1. ## Moment of inertia of a spherical segment

There is a sphere of radius 3 and a region that lies between the planes $z=1$ and $z=2$ and has a density of $cz$. We are asked to work in cylindrical coordinates.

Let $\rho=\sqrt{9-z^2}$, is the following the right formula?

$I=\displaystyle{\int_R}cz\rho^2\,dV$ where $dV=\rho\,d\theta\,d\rho\,dz$

Would this be the integral?

$I=2\pi c z\displaystyle{\int^2_1}\displaystyle{\int^{\sqrt{ 9-z^2}}_0}\rho^3\,d\rho\,dz$

Thanks

2. A few questions:

From the way you're writing, I'm guessing the sphere is centered at the origin. Is that correct?

The moment of inertia must always be measured about some axis. That axis matters greatly, because you can get widely varying results depending on which axis you're finding the moment of inertia about. I'm guessing you're finding the moment of inertia about the z axis. Is that correct?

3. Hi
Sorry, yes the sphere is centered at the origin and I need to find the moment of inertia about the z axis.

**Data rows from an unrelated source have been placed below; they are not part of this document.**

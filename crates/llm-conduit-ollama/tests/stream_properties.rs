//! Recorded `/api/chat` NDJSON streams replayed through the full pipeline.

use bytes::Bytes;
use futures::StreamExt;
use serde_json::{Value, json};

use llm_conduit::test_helpers::{chunked_body, failing_body, mock_for, user_msg};
use llm_conduit::{
    ChatParams, Provider, StopReason, StreamEvent, StreamOutcome, StreamingResponse, ToolArguments,
};
use llm_conduit_ollama::OllamaDecoder;

fn body(lines: &[Value]) -> String {
    lines.iter().map(|line| format!("{line}\n")).collect()
}

fn stream(body: &str, chunk_size: usize) -> StreamingResponse {
    StreamingResponse::new(chunked_body(body, chunk_size), Box::new(OllamaDecoder::new()))
}

fn text(content: &str) -> Value {
    json!({"model": "llama3.2", "created_at": "2025-06-01T10:00:00Z",
           "message": {"role": "assistant", "content": content}, "done": false})
}

fn done(reason: &str) -> Value {
    json!({"model": "llama3.2", "message": {"role": "assistant", "content": ""},
           "done": true, "done_reason": reason, "total_duration": 812_000_000u64,
           "prompt_eval_count": 26, "eval_count": 3})
}

#[tokio::test]
async fn text_stream_any_split() {
    let body = body(&[text("Ça "), text("va "), text("bien"), done("stop")]);

    for size in [1, 2, 7, body.len()] {
        let response = stream(&body, size).collect().await.unwrap();
        assert_eq!(response.text(), "Ça va bien");
        assert_eq!(response.model(), Some("llama3.2"));
        assert_eq!(response.stop_reason(), Some(StopReason::EndTurn));
        assert_eq!(response.usage().input_tokens, 26);
        assert_eq!(response.usage().output_tokens, 3);
        assert!(response.is_complete());
    }
}

#[tokio::test]
async fn done_line_ends_reading() {
    let mut body = body(&[text("one"), done("length")]);
    body.push_str(&format!("{}\n", text(" two")));

    let mut stream = stream(&body, 5);
    let mut texts = Vec::new();
    while let Some(event) = stream.next().await {
        if let StreamEvent::TextDelta { text, .. } = event.unwrap() {
            texts.push(text);
        }
    }
    assert_eq!(texts, ["one"]);

    let response = stream.into_response();
    assert_eq!(response.text(), "one");
    assert_eq!(response.stop_reason(), Some(StopReason::MaxTokens));
}

#[tokio::test]
async fn crlf_lines_and_missing_final_newline() {
    let body = format!("{}\r\n{}\r\n{}", text("a"), text("b"), done("stop"));
    let response = stream(&body, 3).collect().await.unwrap();
    assert_eq!(response.text(), "ab");
    assert!(response.is_complete());
}

#[tokio::test]
async fn tool_call_stream() {
    let body = body(&[
        json!({"model": "llama3.2", "message": {"role": "assistant", "content": "", "tool_calls": [
            {"function": {"name": "get_weather", "arguments": {"city": "Toronto"}}}
        ]}, "done": false}),
        done("stop"),
    ]);

    let response = stream(&body, 4).collect().await.unwrap();
    assert_eq!(response.stop_reason(), Some(StopReason::ToolUse));
    let call = &response.tool_calls()[0];
    assert_eq!(call.id, "call_get_weather_0");
    assert_eq!(call.name, "get_weather");
    assert_eq!(call.arguments, ToolArguments::Parsed(json!({"city": "Toronto"})));
}

#[tokio::test]
async fn error_line_aborts_stream() {
    let body = body(&[text("partial"), json!({"error": "llama runner process has terminated"})]);
    let response = stream(&body, 9).collect().await.unwrap();
    assert_eq!(response.text(), "partial");
    assert_eq!(
        response.outcome(),
        &StreamOutcome::Aborted {
            reason: "llama runner process has terminated".into()
        }
    );
}

#[tokio::test]
async fn garbage_line_is_skipped() {
    let body = format!("{}not json at all\n{}", body(&[text("x")]), body(&[text("y"), done("stop")]));
    let stream = stream(&body, 4);
    let response = stream.collect().await.unwrap();
    assert_eq!(response.text(), "xy");
    assert!(response.is_complete());
}

#[tokio::test]
async fn clean_close_before_done_is_unterminated() {
    let body = body(&[text("still "), text("going")]);
    let response = stream(&body, 9).collect().await.unwrap();
    assert_eq!(response.text(), "still going");
    assert_eq!(response.stop_reason(), None);
    assert_eq!(response.outcome(), &StreamOutcome::Unterminated);
    assert!(!response.is_complete());
}

#[tokio::test]
async fn malformed_counts_keep_text() {
    let mut last = done("stop");
    last["eval_count"] = json!("three");
    let body = body(&[text("fine"), last]);
    let response = stream(&body, 4).collect().await.unwrap();
    assert_eq!(response.text(), "fine");
    assert_eq!(response.usage().input_tokens, 26);
    assert_eq!(response.usage().output_tokens, 0);
    assert!(response.is_complete());
}

#[tokio::test]
async fn connection_drop_keeps_partial_text() {
    let lines = vec![Bytes::from(body(&[text("half an ans")]))];
    let stream = StreamingResponse::new(
        failing_body(lines, "connection reset"),
        Box::new(OllamaDecoder::new()),
    );
    let response = stream.collect().await.unwrap();
    assert_eq!(response.text(), "half an ans");
    assert!(!response.is_complete());
}

#[tokio::test]
async fn mock_provider_drives_ollama_decoder() {
    let mock = mock_for("ollama", "llama3.2");
    mock.queue_stream(
        vec![Bytes::from(body(&[text("pong"), done("stop")]))],
        Box::new(OllamaDecoder::new()),
    );

    let params = ChatParams {
        messages: vec![user_msg("ping")],
        ..Default::default()
    };
    let response = mock.stream(&params).await.unwrap().collect().await.unwrap();
    assert_eq!(response.text(), "pong");
    assert!(response.is_complete());
}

4. Ok, so I agree that your integral should be

$\displaystyle{I=\int_{1}^{2} \int_{0}^{2\pi} \int_{0}^{\sqrt{9-z^{2}}} cz\rho^{2}\,\rho\,d\rho\,d\theta\,dz.}$

However, your simplifications of this integral are a bit off. The $\theta$ integral is easy. We get

$\displaystyle{I=2c\pi\int_{1}^{2} z \int_{0}^{\sqrt{9-z^{2}}} \rho^{3}\,d\rho\,dz.}$ You can't pull the $z$ out of the $z$ integral! So what do you get from here?

5. Here we go

$\displaystyle{z \int_{0}^{\sqrt{9-z^{2}}} \rho^{3}\,d\rho}=z\displaystyle{(\frac{1}{4}(\sqrt {9-z^2})^4)}=\frac{1}{4}(81z-18z^3+z^5)$
$2\pi c\displaystyle{\int_{1}^{2}\frac{1}{4}(81z-18z^3+z^5)\,dz =2\pi c(\frac{81}{8}z^2-\frac{9}{8}z^4+\frac{1}{24}z^6)$

Which works out to be $\frac{129}{4}\pi c$.

Thanks

6. Don't forget the c. Otherwise, it looks correct.

[EDIT]: I see you've included the c. Great!